Collected data entries:
//! Evaluated machines.
//!
//! Everything here is the frozen output of the definition phase:
//!
//! - **Transition rules** with wildcard-aware, first-match lookup
//! - **Aliases** with their derived member sets and generated opposites
//! - **Definitions** bundling both with the machine's metadata
//! - **Registries** holding one definition per namespace of a record type
//!
//! Definitions are immutable and safe to share across threads.

mod alias;
mod definition;
mod registry;
pub(crate) mod transition;

pub use alias::{AliasHandle, AliasRule};
pub use definition::{
    AliasDescription, MachineDefinition, MachineDescription, TransitionDescription,
};
pub use registry::MachineRegistry;
pub use transition::{TransitionHandle, TransitionRule};
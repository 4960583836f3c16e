//! Errors raised while defining a machine.

use thiserror::Error;

/// Errors that can occur while registering transitions, aliases and machines.
///
/// Every variant is fatal for the definition it came from: the builder is
/// not meant to be used further once one is returned.
#[derive(Debug, Clone, Error, PartialEq)]
pub enum DefinitionError {
    #[error(
        "another transition ('{existing}') already moves the '{namespace}' machine from {from} to {to}"
    )]
    AmbiguousTransition {
        namespace: String,
        from: String,
        to: String,
        existing: String,
    },

    #[error("another transition already exists with the name '{name}' in the '{namespace}' machine")]
    DuplicateTransitionName { namespace: String, name: String },

    #[error("another alias already exists with the name '{name}' in the '{namespace}' machine")]
    DuplicateAliasName { namespace: String, name: String },

    #[error("a machine is already registered for namespace '{namespace}'")]
    DuplicateNamespace { namespace: String },

    #[error("transition '{name}' has no source states. Call .from(state) or .from_any()")]
    MissingSource { name: String },

    #[error("transition '{name}' has no target state. Call .to(state)")]
    MissingTarget { name: String },

    #[error("transition '{name}' targets an empty field, which is not a state")]
    UnsetTarget { name: String },
}
//! Macros for declaring state enums.

/// Declare an enum of states and implement `State` for it.
///
/// Each variant is given the name it is known by in messages and timestamp
/// slot names.
///
/// # Example
///
/// ```
/// use statebound::state_enum;
/// use statebound::core::State;
///
/// state_enum! {
///     pub enum OrderState {
///         Placed => "placed",
///         Shipped => "shipped",
///     }
/// }
///
/// assert_eq!(OrderState::Shipped.name(), "shipped");
/// ```
#[macro_export]
macro_rules! state_enum {
    (
        $(#[$meta:meta])*
        $vis:vis enum $name:ident {
            $(
                $(#[$variant_meta:meta])*
                $variant:ident => $label:literal
            ),* $(,)?
        }
    ) => {
        $(#[$meta])*
        #[derive(Clone, PartialEq, Eq, Hash, Debug, serde::Serialize, serde::Deserialize)]
        $vis enum $name {
            $(
                $(#[$variant_meta])*
                $variant
            ),*
        }

        impl $crate::core::State for $name {
            fn name(&self) -> &str {
                match self {
                    $(Self::$variant => $label),*
                }
            }
        }
    };
}

#[cfg(test)]
mod tests {
    use crate::core::State;

    state_enum! {
        enum TestState {
            Unborn => "unborn",
            Born => "born",
            GrownUp => "grown_up",
        }
    }

    #[test]
    fn state_enum_macro_generates_trait() {
        assert_eq!(TestState::Unborn.name(), "unborn");
        assert_eq!(TestState::Born.name(), "born");
        assert_eq!(TestState::GrownUp.name(), "grown_up");
    }

    #[test]
    fn state_enum_supports_visibility_and_attributes() {
        state_enum! {
            /// Employment states.
            pub enum PublicState {
                Hired => "hired",
                #[allow(dead_code)]
                Fired => "fired",
            }
        }

        assert_eq!(PublicState::Hired.name(), "hired");
    }

    #[test]
    fn state_enum_serializes() {
        let json = serde_json::to_string(&TestState::GrownUp).unwrap();
        let back: TestState = serde_json::from_str(&json).unwrap();
        assert_eq!(back, TestState::GrownUp);
    }
}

**Task:** Every record above must be duplicated exactly.

**Exercise response:**
//! Evaluated machines.
//!
//! Everything here is the frozen output of the definition phase:
//!
//! - **Transition rules** with wildcard-aware, first-match lookup
//! - **Aliases** with their derived member sets and generated opposites
//! - **Definitions** bundling both with the machine's metadata
//! - **Registries** holding one definition per namespace of a record type
//!
//! Definitions are immutable and safe to share across threads.

mod alias;
mod definition;
mod registry;
pub(crate) mod transition;

pub use alias::{AliasHandle, AliasRule};
pub use definition::{
    AliasDescription, MachineDefinition, MachineDescription, TransitionDescription,
};
pub use registry::MachineRegistry;
pub use transition::{TransitionHandle, TransitionRule};
repository 4960583836f3c16e
//! Errors raised while defining a machine.

use thiserror::Error;

/// Errors that can occur while registering transitions, aliases and machines.
///
/// Every variant is fatal for the definition it came from: the builder is
/// not meant to be used further once one is returned.
#[derive(Debug, Clone, Error, PartialEq)]
pub enum DefinitionError {
    #[error(
        "another transition ('{existing}') already moves the '{namespace}' machine from {from} to {to}"
    )]
    AmbiguousTransition {
        namespace: String,
        from: String,
        to: String,
        existing: String,
    },

    #[error("another transition already exists with the name '{name}' in the '{namespace}' machine")]
    DuplicateTransitionName { namespace: String, name: String },

    #[error("another alias already exists with the name '{name}' in the '{namespace}' machine")]
    DuplicateAliasName { namespace: String, name: String },

    #[error("a machine is already registered for namespace '{namespace}'")]
    DuplicateNamespace { namespace: String },

    #[error("transition '{name}' has no source states. Call .from(state) or .from_any()")]
    MissingSource { name: String },

    #[error("transition '{name}' has no target state. Call .to(state)")]
    MissingTarget { name: String },

    #[error("transition '{name}' targets an empty field, which is not a state")]
    UnsetTarget { name: String },
}
//! Macros for declaring state enums.

/// Declare an enum of states and implement `State` for it.
///
/// Each variant is given the name it is known by in messages and timestamp
/// slot names.
///
/// # Example
///
/// ```
/// use statebound::state_enum;
/// use statebound::core::State;
///
/// state_enum! {
///     pub enum OrderState {
///         Placed => "placed",
///         Shipped => "shipped",
///     }
/// }
///
/// assert_eq!(OrderState::Shipped.name(), "shipped");
/// ```
#[macro_export]
macro_rules! state_enum {
    (
        $(#[$meta:meta])*
        $vis:vis enum $name:ident {
            $(
                $(#[$variant_meta:meta])*
                $variant:ident => $label:literal
            ),* $(,)?
        }
    ) => {
        $(#[$meta])*
        #[derive(Clone, PartialEq, Eq, Hash, Debug, serde::Serialize, serde::Deserialize)]
        $vis enum $name {
            $(
                $(#[$variant_meta])*
                $variant
            ),*
        }

        impl $crate::core::State for $name {
            fn name(&self) -> &str {
                match self {
                    $(Self::$variant => $label),*
                }
            }
        }
    };
}

#[cfg(test)]
mod tests {
    use crate::core::State;

    state_enum! {
        enum TestState {
            Unborn => "unborn",
            Born => "born",
            GrownUp => "grown_up",
        }
    }

    #[test]
    fn state_enum_macro_generates_trait() {
        assert_eq!(TestState::Unborn.name(), "unborn");
        assert_eq!(TestState::Born.name(), "born");
        assert_eq!(TestState::GrownUp.name(), "grown_up");
    }

    #[test]
    fn state_enum_supports_visibility_and_attributes() {
        state_enum! {
            /// Employment states.
            pub enum PublicState {
                Hired => "hired",
                #[allow(dead_code)]
                Fired => "fired",
            }
        }

        assert_eq!(PublicState::Hired.name(), "hired");
    }

    #[test]
    fn state_enum_serializes() {
        let json = serde_json::to_string(&TestState::GrownUp).unwrap();
        let back: TestState = serde_json::from_str(&json).unwrap();
        assert_eq!(back, TestState::GrownUp);
    }
}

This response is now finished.